### PROBLEM DETAILS
An exact reproduction of each record is required.

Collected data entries
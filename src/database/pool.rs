use crate::config::Config;
use crate::error::Result;
use sqlx::{postgres::PgPoolOptions, PgPool};

pub async fn create_pool(config: &Config) -> Result<PgPool> {
    let pool = PgPoolOptions::new()
        .max_connections(20)
        .acquire_timeout(std::time::Duration::from_secs(30))
        .connect(&config.database_url)
        .await?;
    Ok(pool)
}

pub async fn run_migrations(pool: &PgPool) -> Result<()> {
    sqlx::migrate!("./migrations")
        .run(pool)
        .await
        .map_err(|e| crate::error::Error::Internal(format!("Migration failed: {}", e)))?;
    Ok(())
}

### PROBLEM SOLUTION
filename src/database/pool.rs
use crate::config::Config;
use crate::error::Result;
use sqlx::{postgres::PgPoolOptions, PgPool};

pub async fn create_pool(config: &Config) -> Result<PgPool> {
    let pool = PgPoolOptions::new()
        .max_connections(20)
        .acquire_timeout(std::time::Duration::from_secs(30))
        .connect(&config.database_url)
        .await?;
    Ok(pool)
}

pub async fn run_migrations(pool: &PgPool) -> Result<()> {
    sqlx::migrate!("./migrations")
        .run(pool)
        .await
        .map_err(|e| crate::error::Error::Internal(format!("Migration failed: {}", e)))?;
    Ok(())
}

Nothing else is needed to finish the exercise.